E finalmente o quarto Imortal que os irmãos sentiam desde que chegaram à cidade apareceu - Marcus Aediles, um esnobe de fala melíflua e olhares cínicos que, apesar de ter sido recebido pelos outros com a devida cortesia, obviamente não desfrutava de um bom conceito no grupo. Methos havia dito que Aediles não frequentava sua casa e até evitava cruzar seu caminho, mantendo-se respeitosamente longe de seus amigos e seus interesses. Aka arrepiou-se com os olhares que o recém-chegado lhe dirigiu ao cumprimentá-la e apertou-se instintivamente contra o noivo, que abraçou-a de forma tranquilizadora e continuou aparentemente impassivo. Mesmo assim, Aka sentiu que o coração de Methos batia depressa e trocou olhares com Eksamat, cujo semblante estava carregado, obviamente também não gostando da energia negativa que emanava do estranho. Assim que Aediles afastou-se, Gaicus fez uma careta ridícula, indicando que o outro lhe dava nojo.
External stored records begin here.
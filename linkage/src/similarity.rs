//! Field comparison primitives.
//!
//! Pure functions with no state. Every string similarity returns a value in
//! `[0, 1]`; cosine similarity returns `[-1, 1]`. [`Comparator`] selects one
//! of them per field and applies it to two [`FieldValue`]s.

use std::collections::HashSet;

use serde::{Deserialize, Serialize};
use thiserror::Error;

use crate::record::FieldValue;

/// Casefold and collapse whitespace.
pub fn normalize(text: &str) -> String {
    text.split_whitespace().collect::<Vec<_>>().join(" ").to_lowercase()
}

/// Keep ASCII digits only. Used for phone-like keys.
pub fn digits_only(text: &str) -> String {
    text.chars().filter(char::is_ascii_digit).collect()
}

/// 1.0 when the normalized strings are equal, else 0.0.
pub fn exact(a: &str, b: &str) -> f64 {
    if normalize(a) == normalize(b) { 1.0 } else { 0.0 }
}

/// Levenshtein distance normalized to a similarity in `[0, 1]`.
pub fn levenshtein_similarity(a: &str, b: &str) -> f64 {
    strsim::normalized_levenshtein(&normalize(a), &normalize(b))
}

/// Jaro-Winkler similarity on normalized input.
pub fn jaro_winkler_similarity(a: &str, b: &str) -> f64 {
    strsim::jaro_winkler(&normalize(a), &normalize(b))
}

/// Jaccard overlap of whitespace-delimited tokens.
pub fn token_jaccard(a: &str, b: &str) -> f64 {
    let a = normalize(a);
    let b = normalize(b);
    let left: HashSet<&str> = a.split(' ').filter(|t| !t.is_empty()).collect();
    let right: HashSet<&str> = b.split(' ').filter(|t| !t.is_empty()).collect();
    jaccard(&left, &right)
}

/// Character n-grams of the normalized string.
///
/// Strings shorter than `n` yield themselves as a single gram.
pub fn char_ngrams(text: &str, n: usize) -> HashSet<String> {
    let chars: Vec<char> = normalize(text).chars().collect();
    if chars.is_empty() || n == 0 {
        return HashSet::new();
    }
    if chars.len() <= n {
        return HashSet::from([chars.iter().collect::<String>()]);
    }
    chars.windows(n).map(|w| w.iter().collect()).collect()
}

/// Jaccard overlap of character n-grams.
pub fn ngram_jaccard(a: &str, b: &str, n: usize) -> f64 {
    jaccard(&char_ngrams(a, n), &char_ngrams(b, n))
}

fn jaccard<T: Eq + std::hash::Hash>(a: &HashSet<T>, b: &HashSet<T>) -> f64 {
    if a.is_empty() && b.is_empty() {
        return 1.0;
    }
    let intersection = a.intersection(b).count();
    let union = a.len() + b.len() - intersection;
    if union == 0 { 0.0 } else { intersection as f64 / union as f64 }
}

fn soundex_digit(c: char) -> Option<char> {
    match c {
        'b' | 'f' | 'p' | 'v' => Some('1'),
        'c' | 'g' | 'j' | 'k' | 'q' | 's' | 'x' | 'z' => Some('2'),
        'd' | 't' => Some('3'),
        'l' => Some('4'),
        'm' | 'n' => Some('5'),
        'r' => Some('6'),
        _ => None,
    }
}

/// American Soundex: first letter plus three digits, e.g. `"Robert" -> "R163"`.
///
/// Non-letters are ignored. `h` and `w` do not separate equal codes; vowels
/// do. Returns an empty string when the input has no ASCII letters.
pub fn soundex(text: &str) -> String {
    let mut letters =
        text.chars().filter(char::is_ascii_alphabetic).map(|c| c.to_ascii_lowercase());
    let Some(first) = letters.next() else {
        return String::new();
    };

    let mut code = String::with_capacity(4);
    code.push(first.to_ascii_uppercase());
    let mut last = soundex_digit(first);

    for c in letters {
        if code.len() == 4 {
            break;
        }
        if c == 'h' || c == 'w' {
            continue;
        }
        match soundex_digit(c) {
            Some(digit) => {
                if last != Some(digit) {
                    code.push(digit);
                }
                last = Some(digit);
            }
            None => last = None,
        }
    }

    while code.len() < 4 {
        code.push('0');
    }
    code
}

/// 1.0 when both strings share a non-empty Soundex code.
pub fn soundex_similarity(a: &str, b: &str) -> f64 {
    let code = soundex(a);
    if !code.is_empty() && code == soundex(b) { 1.0 } else { 0.0 }
}

/// Cosine similarity between two vectors.
///
/// Returns 0.0 if either vector has zero magnitude. Callers are expected to
/// check that the dimensions agree.
pub fn cosine_similarity(a: &[f32], b: &[f32]) -> f32 {
    let dot: f32 = a.iter().zip(b.iter()).map(|(x, y)| x * y).sum();
    let norm_a: f32 = a.iter().map(|x| x * x).sum::<f32>().sqrt();
    let norm_b: f32 = b.iter().map(|x| x * x).sum::<f32>().sqrt();
    if norm_a == 0.0 || norm_b == 0.0 {
        return 0.0;
    }
    dot / (norm_a * norm_b)
}

/// Two field values could not be compared with the chosen function.
#[derive(Debug, Clone, Error, PartialEq)]
#[error("{comparator} cannot compare {left} with {right}")]
pub struct ComparisonError {
    /// Name of the comparator.
    pub comparator: &'static str,
    /// Description of the left value.
    pub left: String,
    /// Description of the right value.
    pub right: String,
}

/// The similarity function applied to one field.
#[derive(Debug, Clone, Copy, Serialize, Deserialize, PartialEq, Eq)]
#[serde(tag = "type", rename_all = "snake_case")]
pub enum Comparator {
    /// Normalized string equality (identifiers, emails, phones).
    Exact,
    /// Normalized edit distance.
    Levenshtein,
    /// Jaro-Winkler.
    JaroWinkler,
    /// Word-token Jaccard.
    TokenJaccard,
    /// Character n-gram Jaccard.
    NgramJaccard {
        /// Gram size.
        n: usize,
    },
    /// Soundex-code equality.
    Soundex,
    /// Cosine similarity of vector fields.
    Cosine,
}

impl Comparator {
    /// Stable name for logs and errors.
    pub fn name(&self) -> &'static str {
        match self {
            Comparator::Exact => "exact",
            Comparator::Levenshtein => "levenshtein",
            Comparator::JaroWinkler => "jaro_winkler",
            Comparator::TokenJaccard => "token_jaccard",
            Comparator::NgramJaccard { .. } => "ngram_jaccard",
            Comparator::Soundex => "soundex",
            Comparator::Cosine => "cosine",
        }
    }

    /// Compare two present values.
    ///
    /// # Errors
    ///
    /// Returns [`ComparisonError`] when the value types do not fit the
    /// comparator (a vector for a string function, mismatched dimensions, ...).
    pub fn compare(&self, a: &FieldValue, b: &FieldValue) -> Result<f64, ComparisonError> {
        let mismatch = |left: String, right: String| ComparisonError {
            comparator: self.name(),
            left,
            right,
        };

        if let Comparator::Cosine = self {
            return match (a.as_vector(), b.as_vector()) {
                (Some(x), Some(y)) if x.len() == y.len() => Ok(cosine_similarity(x, y) as f64),
                (Some(x), Some(y)) => {
                    Err(mismatch(format!("vector[{}]", x.len()), format!("vector[{}]", y.len())))
                }
                _ => Err(mismatch(a.kind().to_string(), b.kind().to_string())),
            };
        }

        match (a.as_text(), b.as_text()) {
            (Some(x), Some(y)) => self
                .text_similarity(&x, &y)
                .ok_or_else(|| mismatch(a.kind().to_string(), b.kind().to_string())),
            _ => Err(mismatch(a.kind().to_string(), b.kind().to_string())),
        }
    }

    fn text_similarity(&self, x: &str, y: &str) -> Option<f64> {
        let score = match self {
            Comparator::Exact => exact(x, y),
            Comparator::Levenshtein => levenshtein_similarity(x, y),
            Comparator::JaroWinkler => jaro_winkler_similarity(x, y),
            Comparator::TokenJaccard => token_jaccard(x, y),
            Comparator::NgramJaccard { n } => ngram_jaccard(x, y, *n),
            Comparator::Soundex => soundex_similarity(x, y),
            Comparator::Cosine => return None,
        };
        Some(score)
    }
}

#[cfg(test)]
mod tests {
    use super::*;

    #[test]
    fn soundex_reference_codes() {
        assert_eq!(soundex("Robert"), "R163");
        assert_eq!(soundex("Rupert"), "R163");
        assert_eq!(soundex("Ashcraft"), "A261");
        assert_eq!(soundex("Tymczak"), "T522");
        assert_eq!(soundex("Pfister"), "P236");
        assert_eq!(soundex("Jon"), soundex("John"));
        assert_eq!(soundex("Smith"), soundex("Smyth"));
        assert_eq!(soundex("42"), "");
    }

    #[test]
    fn edit_distance_is_normalized() {
        assert!((levenshtein_similarity("Jon Smith", "jon smith") - 1.0).abs() < 1e-12);
        let s = levenshtein_similarity("Jon Smith", "John Smith");
        assert!(s > 0.85 && s < 1.0, "got {s}");
        assert_eq!(levenshtein_similarity("", ""), 1.0);
    }

    #[test]
    fn token_and_ngram_overlap() {
        assert_eq!(token_jaccard("Acme  Corp", "acme corp"), 1.0);
        assert!((token_jaccard("acme corp", "acme inc") - 1.0 / 3.0).abs() < 1e-12);
        assert_eq!(ngram_jaccard("ab", "ab", 3), 1.0);
        assert!(ngram_jaccard("smith", "smyth", 2) > 0.0);
        assert_eq!(ngram_jaccard("abc", "xyz", 2), 0.0);
    }

    #[test]
    fn cosine_handles_zero_vectors() {
        assert_eq!(cosine_similarity(&[0.0, 0.0], &[1.0, 0.0]), 0.0);
        assert!((cosine_similarity(&[1.0, 0.0], &[2.0, 0.0]) - 1.0).abs() < 1e-6);
        assert!((cosine_similarity(&[1.0, 0.0], &[-1.0, 0.0]) + 1.0).abs() < 1e-6);
    }

    #[test]
    fn comparator_rejects_incomparable_values() {
        let text = FieldValue::from("abc");
        let vector = FieldValue::from(vec![1.0f32, 0.0]);
        assert!(Comparator::Levenshtein.compare(&text, &vector).is_err());
        assert!(Comparator::Cosine.compare(&text, &vector).is_err());
        let short = FieldValue::from(vec![1.0f32]);
        let err = Comparator::Cosine.compare(&vector, &short).unwrap_err();
        assert_eq!(err.left, "vector[2]");
        assert_eq!(Comparator::Exact.compare(&text, &FieldValue::from("ABC ")).unwrap(), 1.0);
    }

    #[test]
    fn numbers_compare_as_text() {
        let a = FieldValue::Number(5550100.0);
        let b = FieldValue::from("5550100");
        assert_eq!(Comparator::Exact.compare(&a, &b).unwrap(), 1.0);
    }

    #[test]
    fn large_whole_numbers_stay_distinct() {
        let a = FieldValue::Number(1e19);
        let b = FieldValue::Number(2e19);
        assert_eq!(Comparator::Exact.compare(&a, &b).unwrap(), 0.0);
        assert_eq!(Comparator::Exact.compare(&a, &a.clone()).unwrap(), 1.0);
        let negative = FieldValue::Number(-1e19);
        let more_negative = FieldValue::Number(-3e19);
        assert_eq!(Comparator::Exact.compare(&negative, &more_negative).unwrap(), 0.0);
    }
}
- Ele é um hipócrita maldito, uma das criaturas mais desprezíveis que já conheci! - resmungou Marconus para Aka e Eksamat, quase cuspindo as palavras de tanta indignação - Foi muita desfaçatez dele aparecer aqui hoje!
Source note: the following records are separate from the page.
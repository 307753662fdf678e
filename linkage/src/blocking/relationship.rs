use async_trait::async_trait;
use serde::{Deserialize, Serialize};
use tokio_util::sync::CancellationToken;
use tracing::debug;

use super::{BlockBounds, BlockingOutput, BlockingStats, BlockingStrategy, pairs_from_groups};
use crate::error::{LinkageError, Result, ensure_active};
use crate::record::BlockingMethod;
use crate::store::RecordStore;

/// Default cap on the number of records linked to one intermediate.
pub const DEFAULT_MAX_DEGREE: usize = 10;

/// Parameters for [`RelationshipBlocking`].
#[derive(Debug, Clone, Serialize, Deserialize, PartialEq)]
pub struct RelationshipBlockingConfig {
    /// Relation linking records to intermediate entities
    /// (shared address, shared device, shared account).
    pub relation: String,
    /// Intermediates linked to more records than this are skipped.
    pub max_degree: usize,
}

impl RelationshipBlockingConfig {
    /// A config over `relation` with the default degree cap.
    pub fn new(relation: impl Into<String>) -> Self {
        Self { relation: relation.into(), max_degree: DEFAULT_MAX_DEGREE }
    }

    /// Override the degree cap.
    pub fn with_max_degree(mut self, max_degree: usize) -> Self {
        self.max_degree = max_degree;
        self
    }
}

/// Pairs records that share an intermediate entity.
///
/// High-degree intermediates (a shared office address, a default device id)
/// connect unrelated records and are skipped. Each pair carries the
/// intermediate as `block_key` and its degree as `block_size`.
#[derive(Debug, Clone)]
pub struct RelationshipBlocking {
    config: RelationshipBlockingConfig,
    bounds: BlockBounds,
}

impl RelationshipBlocking {
    /// Validate the config and build the strategy.
    pub fn new(config: RelationshipBlockingConfig) -> Result<Self> {
        if config.max_degree < 2 {
            return Err(LinkageError::Configuration(format!(
                "max_degree must be at least 2, got {}",
                config.max_degree
            )));
        }
        let bounds = BlockBounds::new(2, config.max_degree)?;
        Ok(Self { config, bounds })
    }

    /// The validated config.
    pub fn config(&self) -> &RelationshipBlockingConfig {
        &self.config
    }
}

#[async_trait]
impl BlockingStrategy for RelationshipBlocking {
    fn method(&self) -> BlockingMethod {
        BlockingMethod::Relationship
    }

    fn describe(&self) -> String {
        format!("relationship[{}]", self.config.relation)
    }

    async fn generate_candidates(
        &self,
        store: &dyn RecordStore,
        cancel: &CancellationToken,
    ) -> Result<BlockingOutput> {
        let groups = store.relation_groups(&self.config.relation).await?;
        ensure_active(cancel, "relationship blocking")?;

        let mut stats = BlockingStats::default();
        let pairs = pairs_from_groups(groups, self.method(), self.bounds, &mut stats);
        debug!(strategy = %self.describe(), pairs = pairs.len(), "shared intermediates expanded");
        Ok(BlockingOutput { method: self.method(), pairs, stats })
    }
}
- Se eu fosse vós, jamais daria minhas costas a Aediles nem beberia ou comeria nada que viesse das mãos dele! - emendou Gaicus, com visível desagrado - Pode estar envenenado!

Eksamat, que de início tratara os dois novos conhecidos com reservas, apesar de mostrar-se mais do que simpático, acabou por gostar realmente deles após os comentários sobre Aediles - seus instintos diziam-lhe que Gaicus e Marconus eram confiáveis e pacíficos. E não deixou de notar que ambos usavam, cada um com um desenho ligeiramente diferente, uma jóia em forma de Oroborus, coisa que Aediles não fazia, sinal evidente de que o símbolo tinha mesmo sido adotado como um código pelo grupo. Aka também percebeu que não tinha o que temer - Methos exercia evidente influência sobre Marconus e Gaicus, a despeito de tratá-los como iguais. Os dois o olhavam com carinho genuíno, muitas vezes disfarçado sob zombarias, coisa que só amigos verdadeiros aturariam sem ofender-se, e isso era tranquilizador.

Trocando olhares cheios de significado, os irmãos congratularam-se por ter ficado em Roma e adquirido tais companheiros. Por sorte tinham encontrado Imortais que apreciavam a convivência amistosa, como Emrys, e não o bando de caçadores de cabeças que haviam temido no início.

*************

Passada a empolgação dos dias iniciais do namoro, Aka percebeu que conviver intimamente com Methos Remus seria mais complicado do que supunha. Mesmo parecendo fazer tudo para agradá-la, ele dava sempre um jeito de conseguir tudo a seu modo, jogando com palavras de tal forma que, quando ela percebia, Methos já tinha vencido suas objeções, mantendo-se ainda por cima com ar de contrariado, como se tivesse perdido.

A primeira discussão surgiu quando Eksamat pediu que o futuro cunhado viesse morar em sua casa após o casamento, com a intenção de continuar mantendo a irmã sob sua proteção. Porém Methos protestou veementemente, alegando que esse não era o costume e um casal precisava de privacidade. Na verdade, Methos não poderia sentir-se à vontade com Aka se tivesse que viver sob o mesmo teto que Eksamat, que ainda o assustava sob vários aspectos. Já Aka, compreendendo a manobra do irmão, usava a desculpa de que ainda não conhecia Marconus o suficiente para morar na mesma casa que ele. Methos então aceitou abrir mão do eterno hóspede, como se a vontade de Aka fosse soberana, mas depois lamentou ter que afastar-se do amigo. Não que Methos adorasse tanto Marconus a ponto de não poder viver sem ele, ao contrário, era tudo uma manobra para fazer com que Aka ficasse com remorsos e depois o compensasse de alguma forma. Foi assim que o pobre Marconus, sabendo-se inconveniente, acabou indo abrigar-se na casa de Gaicus, e Aka não pôde mais negar-se a morar com Methos, para frustração de Eksamat.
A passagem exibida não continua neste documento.